I. For avoidance of misunderstanding as to the intention of the Apology it is well to read the Epilogue as Prologue, although, even with this introduction, it is not easy to decide how far the speaker is serious in his assertions—a definite answer to the question would probably have presented (so Browning would suggest) some difficulty to the Bishop himself.

For Blougram, he believed, say, half he spoke.
The other portion, as he shaped it thus
For argumentatory purposes,
He felt his foe was foolish to dispute.
Some arbitrary accidental thoughts
That crossed his mind, amusing because new,
He chose to represent as fixtures there,
Invariable convictions (such they seemed
Beside his interlocutor’s loose cards
Flung daily down, and not the same way twice)
While certain hell-deep instincts, man’s weak tongue
Is never bold to utter in their truth
Because styled hell-deep (’tis an old mistake
To place hell at the bottom of the earth)
He ignored these—not having in readiness
Their nomenclature and philosophy:
He said true things, but called them by wrong names.
“On the whole,” he thought, “I justify myself
On every point where cavillers like this
Oppugn my life: he tries one kind of fence,
I close, he’s worsted, that’s enough for him.
He’s on the ground: if ground should break away
I take my stand on, there’s a firmer yet
Beneath it, both of us may sink and reach.
His ground was over mine and broke the first.” (ll. 980-1004.)

II. Thus the Bishop believed himself to realize the weakness of his opponent; his superficiality in spite of his appeal to the ideal; the worldliness which would esteem this hour of intercourse with the prelate the highest honour of his life,

The thing, you’ll crown yourself with, all your days.
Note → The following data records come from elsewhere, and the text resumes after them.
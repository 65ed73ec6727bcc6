//! Routes realtime row changes to per-subscription channels.
//!
//! One WebSocket connection carries every subscription; each subscription
//! joins its own channel topic. A router task fans incoming changes out to
//! the matching [`Subscription`], and a closer task leaves the channel when
//! the handle is dropped.

use std::collections::HashMap;
use std::sync::atomic::{AtomicU64, Ordering};
use std::sync::Arc;

use tokio::sync::{mpsc, RwLock};
use tracing::{debug, info, warn};

use crate::change::{ChangeEvent, ChangeKind, Subscription};
use crate::filter::Filter;
use crate::realtime::{ChannelConfig, RealtimeClient, RealtimeConfig, RealtimeEvent};

const SUBSCRIPTION_BUFFER: usize = 64;

struct Route {
    filter: Filter,
    sender: mpsc::Sender<ChangeEvent>,
}

type Routes = Arc<RwLock<HashMap<String, Route>>>;

pub(crate) struct ChangeRouter {
    client: RealtimeClient,
    routes: Routes,
    closer_tx: mpsc::UnboundedSender<String>,
    access_token: Option<String>,
    next_id: AtomicU64,
}

impl ChangeRouter {
    /// Connect to Realtime and start the router and closer tasks.
    pub(crate) fn start(config: RealtimeConfig) -> Self {
        let access_token = config.access_token.clone();
        let (client, event_rx) = RealtimeClient::connect(config);
        let routes: Routes = Arc::new(RwLock::new(HashMap::new()));
        let (closer_tx, closer_rx) = mpsc::unbounded_channel();

        tokio::spawn(route_events(event_rx, Arc::clone(&routes)));
        tokio::spawn(close_channels(closer_rx, client.clone(), Arc::clone(&routes)));

        Self {
            client,
            routes,
            closer_tx,
            access_token,
            next_id: AtomicU64::new(1),
        }
    }

    pub(crate) async fn open(
        &self,
        table: &str,
        filter: &Filter,
        kinds: &[ChangeKind],
    ) -> Subscription {
        let topic = format!(
            "garden-{table}-{}",
            self.next_id.fetch_add(1, Ordering::Relaxed)
        );
        let (sender, receiver) = mpsc::channel(SUBSCRIPTION_BUFFER);
        self.routes.write().await.insert(
            topic.clone(),
            Route {
                filter: filter.clone(),
                sender,
            },
        );

        let config = ChannelConfig::for_table(table, filter, kinds, self.access_token.clone());
        self.client.join_channel(&topic, config).await;
        debug!(topic = %topic, table, "Realtime subscription opened");

        Subscription::new(topic, receiver, Some(self.closer_tx.clone()))
    }

    pub(crate) async fn shutdown(&self) {
        self.client.disconnect().await;
    }
}

async fn route_events(mut event_rx: mpsc::Receiver<RealtimeEvent>, routes: Routes) {
    while let Some(event) = event_rx.recv().await {
        match event {
            RealtimeEvent::PostgresChange { topic, change } => {
                let routes = routes.read().await;
                let Some(route) = routes.get(&topic) else {
                    debug!(topic = %topic, "Change for unknown topic");
                    continue;
                };
                // Realtime filters on one column only; re-check the rest here.
                if !route.filter.matches(&change.record) && !route.filter.matches(&change.old_record)
                {
                    continue;
                }
                if route.sender.try_send(change).is_err() {
                    warn!(topic = %topic, "Change event dropped: subscriber not keeping up");
                }
            }
            RealtimeEvent::ChannelJoined { topic } => {
                debug!(topic = %topic, "Subscription channel joined");
            }
            RealtimeEvent::ChannelError { topic, message } => {
                // Dropping the sender ends the subscriber's feed so it can
                // resubscribe; its handle still leaves the channel on drop.
                if routes.write().await.remove(&topic).is_some() {
                    warn!(topic = %topic, message = %message, "Subscription channel failed, ending feed");
                } else {
                    debug!(topic = %topic, message = %message, "Channel error for unknown topic");
                }
            }
            RealtimeEvent::Connected => info!("Realtime connected"),
            RealtimeEvent::Disconnected => info!("Realtime disconnected"),
            RealtimeEvent::Error(message) => warn!(message = %message, "Realtime error"),
        }
    }
}

async fn close_channels(
    mut closer_rx: mpsc::UnboundedReceiver<String>,
    client: RealtimeClient,
    routes: Routes,
) {
    while let Some(topic) = closer_rx.recv().await {
        routes.write().await.remove(&topic);
        client.leave_channel(&topic).await;
        debug!(topic = %topic, "Realtime subscription closed");
    }
}
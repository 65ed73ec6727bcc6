//! Where the config file lives.

use std::path::{Path, PathBuf};

use garden_common::ConfigError;
use tracing::info;

use super::template::default_config_toml;

/// Directory name under the OS config and data directories.
pub(crate) const APP_DIR: &str = "mindgarden";

/// `<config dir>/mindgarden/config.toml`, e.g. `~/.config/mindgarden/config.toml`
/// on Linux.
pub fn default_config_path() -> Result<PathBuf, ConfigError> {
    dirs::config_dir()
        .map(|dir| dir.join(APP_DIR).join("config.toml"))
        .ok_or(ConfigError::NoConfigDir)
}

/// Write the commented template to `path`, creating parent directories.
pub fn create_default_config(path: &Path) -> Result<(), ConfigError> {
    let io_error = |source| ConfigError::Io {
        path: path.to_path_buf(),
        source,
    };
    if let Some(parent) = path.parent() {
        std::fs::create_dir_all(parent).map_err(io_error)?;
    }
    std::fs::write(path, default_config_toml()).map_err(io_error)?;
    info!(path = %path.display(), "Wrote default config");
    Ok(())
}
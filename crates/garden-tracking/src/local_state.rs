//! Client-local persisted flags.
//!
//! Stored as JSON at `data_dir()/mindgarden/state.json`. Only "seen
//! announcement" versions live here; the per-tab id is process memory.

use std::collections::BTreeSet;
use std::fs;
use std::path::{Path, PathBuf};

use serde::{Deserialize, Serialize};
use tracing::{debug, info, warn};

use garden_common::GardenError;

const APP_DIR: &str = "mindgarden";
const STATE_FILE: &str = "state.json";

#[derive(Debug, Clone, Default, PartialEq, Eq, Serialize, Deserialize)]
#[serde(default)]
pub struct LocalState {
    seen_announcements: BTreeSet<String>,
}

impl LocalState {
    /// Default location, `None` if the platform has no data directory.
    pub fn default_path() -> Option<PathBuf> {
        dirs::data_dir().map(|d| d.join(APP_DIR).join(STATE_FILE))
    }

    /// Load from `path`. A missing or unreadable file yields empty state.
    pub fn load(path: &Path) -> Self {
        let content = match fs::read_to_string(path) {
            Ok(content) => content,
            Err(e) => {
                debug!(path = %path.display(), error = %e, "No local state, starting fresh");
                return Self::default();
            }
        };
        match serde_json::from_str(&content) {
            Ok(state) => state,
            Err(e) => {
                warn!(path = %path.display(), error = %e, "Corrupt local state, starting fresh");
                Self::default()
            }
        }
    }

    pub fn save(&self, path: &Path) -> Result<(), GardenError> {
        if let Some(parent) = path.parent() {
            fs::create_dir_all(parent)?;
        }
        let json = serde_json::to_string_pretty(self)?;
        fs::write(path, json)?;
        debug!(path = %path.display(), "Local state saved");
        Ok(())
    }

    pub fn has_seen(&self, version: &str) -> bool {
        self.seen_announcements.contains(version)
    }

    /// Returns `true` if the version was not already marked.
    pub fn mark_seen(&mut self, version: &str) -> bool {
        let added = self.seen_announcements.insert(version.to_string());
        if added {
            info!(version, "Announcement marked seen");
        }
        added
    }
}
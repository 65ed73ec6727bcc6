//! MindGarden tracking configuration.
//!
//! TOML-based configuration with environment overrides and validation.
//! Every section uses serde defaults so partial configs work out of the box.
//!
//! # Quick Start
//!
//! ```rust,no_run
//! use garden_config::{load_config, config_to_json};
//!
//! let config = load_config().expect("failed to load config");
//! println!("{}", config_to_json(&config));
//! ```

pub mod env;
pub mod schema;
pub mod toml_loader;
pub mod validation;

pub use schema::{GardenConfig, CONFIG_SCHEMA_VERSION};

use garden_common::ConfigError;

/// Load config from the platform default path, apply environment
/// overrides, and validate the result.
pub fn load_config() -> Result<GardenConfig, ConfigError> {
    let mut config = toml_loader::load_default()?;
    env::apply_env_overrides(&mut config);
    validation::validate(&config)?;
    Ok(config)
}

/// Load config from an explicit path, apply environment overrides, and
/// validate the result.
pub fn load_config_from(path: &std::path::Path) -> Result<GardenConfig, ConfigError> {
    let mut config = toml_loader::load_from_path(path)?;
    env::apply_env_overrides(&mut config);
    validation::validate(&config)?;
    Ok(config)
}

/// Serialize a config to a pretty-printed JSON string with secrets removed.
pub fn config_to_json(config: &GardenConfig) -> String {
    let mut redacted = config.clone();
    if !redacted.backend.api_key.is_empty() {
        redacted.backend.api_key = "[REDACTED]".to_string();
    }
    if redacted.backend.access_token.is_some() {
        redacted.backend.access_token = Some("[REDACTED]".to_string());
    }
    serde_json::to_string_pretty(&redacted)
        .unwrap_or_else(|e| format!("{{\"error\": \"failed to serialize config: {e}\"}}"))
}

#[cfg(test)]
mod tests {
    use super::*;

    #[test]
    fn config_to_json_contains_all_sections() {
        let json = config_to_json(&GardenConfig::default());
        assert!(json.contains("\"backend\""));
        assert!(json.contains("\"realtime\""));
        assert!(json.contains("\"tracking\""));
        assert!(json.contains("\"status\""));
        assert!(json.contains("\"locale\""));
        assert!(json.contains("\"logging\""));
    }

    #[test]
    fn config_to_json_redacts_secrets() {
        let mut config = GardenConfig::default();
        config.backend.api_key = "anon-secret".into();
        config.backend.access_token = Some("jwt-secret".into());
        let json = config_to_json(&config);
        assert!(!json.contains("anon-secret"));
        assert!(!json.contains("jwt-secret"));
        assert!(json.contains("[REDACTED]"));
    }

    #[test]
    fn config_schema_version_is_1() {
        assert_eq!(CONFIG_SCHEMA_VERSION, 1);
    }

    #[test]
    fn load_config_from_validates() {
        let dir = tempfile::tempdir().unwrap();
        let path = dir.path().join("config.toml");
        std::fs::write(&path, "[tracking]\nheartbeat_interval_secs = 0\n").unwrap();

        let err = load_config_from(&path).unwrap_err();
        assert!(matches!(err, ConfigError::Invalid(_)));
    }
}
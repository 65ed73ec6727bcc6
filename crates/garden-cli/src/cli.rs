use std::path::PathBuf;

use clap::{Parser, Subcommand, ValueEnum};

use garden_config::schema::Language;

/// garden-tracker: drive MindGarden presence and engagement tracking.
#[derive(Parser, Debug)]
#[command(name = "garden-tracker", version, about)]
pub struct Args {
    /// Config file path override.
    #[arg(long)]
    pub config: Option<PathBuf>,

    /// Log level override (trace, debug, info, warn, error).
    #[arg(long)]
    pub log_level: Option<String>,

    /// Use the in-memory backend instead of Supabase.
    #[arg(long)]
    pub offline: bool,

    #[command(subcommand)]
    pub command: Command,
}

#[derive(Subcommand, Debug)]
pub enum Command {
    /// Visit routes in order as a tracked view, then unmount.
    Track {
        /// Routes to visit.
        #[arg(required = true)]
        paths: Vec<String>,

        /// Lab the view belongs to.
        #[arg(long)]
        lab: Option<String>,

        /// Signed-in user id; also keeps their presence fresh.
        #[arg(long)]
        user: Option<String>,

        /// Seconds to stay on each route.
        #[arg(long, default_value_t = 60)]
        dwell: u64,
    },

    /// Show the unread message count for a user.
    Unread {
        user: String,

        /// Keep following changes until interrupted.
        #[arg(long)]
        follow: bool,
    },

    /// Resolve a user's derived status flags.
    Status { user: String },

    /// Translate text with the translation assist.
    Translate {
        text: String,

        /// Target language (defaults to the configured language).
        #[arg(long, value_enum)]
        to: Option<LanguageArg>,
    },

    /// Check or mark an announcement version as seen.
    Announcement {
        version: String,

        /// Mark the version as seen.
        #[arg(long)]
        mark: bool,
    },

    /// Print the effective configuration with secrets redacted.
    Config,
}

#[derive(ValueEnum, Clone, Copy, Debug)]
pub enum LanguageArg {
    En,
    Es,
}

impl From<LanguageArg> for Language {
    fn from(arg: LanguageArg) -> Self {
        match arg {
            LanguageArg::En => Language::En,
            LanguageArg::Es => Language::Es,
        }
    }
}

pub fn parse() -> Args {
    Args::parse()
}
An incident which he would not fail to turn to

Capital account;
“When somebody, through years and years to come,
Hints of the bishop,—names me—that’s enough:
Blougram? I knew him”—(into it you slide)
“Dined with him once, a Corpus Christi Day,
All alone, we two: he’s a clever man:
And after dinner,—why, the wine you know,—
Oh, there was wine, and good!—what with the wine ...
’Faith, we began upon all sorts of talk!
He’s no bad fellow, Blougram; he had seen
Something of mine he relished, some review:
He’s quite above their humbug in his heart,
Half-said as much, indeed—the thing’s his trade.
I warrant, Blougram’s sceptical at times:
How otherwise? I liked him, I confess!” (ll. 31-44.)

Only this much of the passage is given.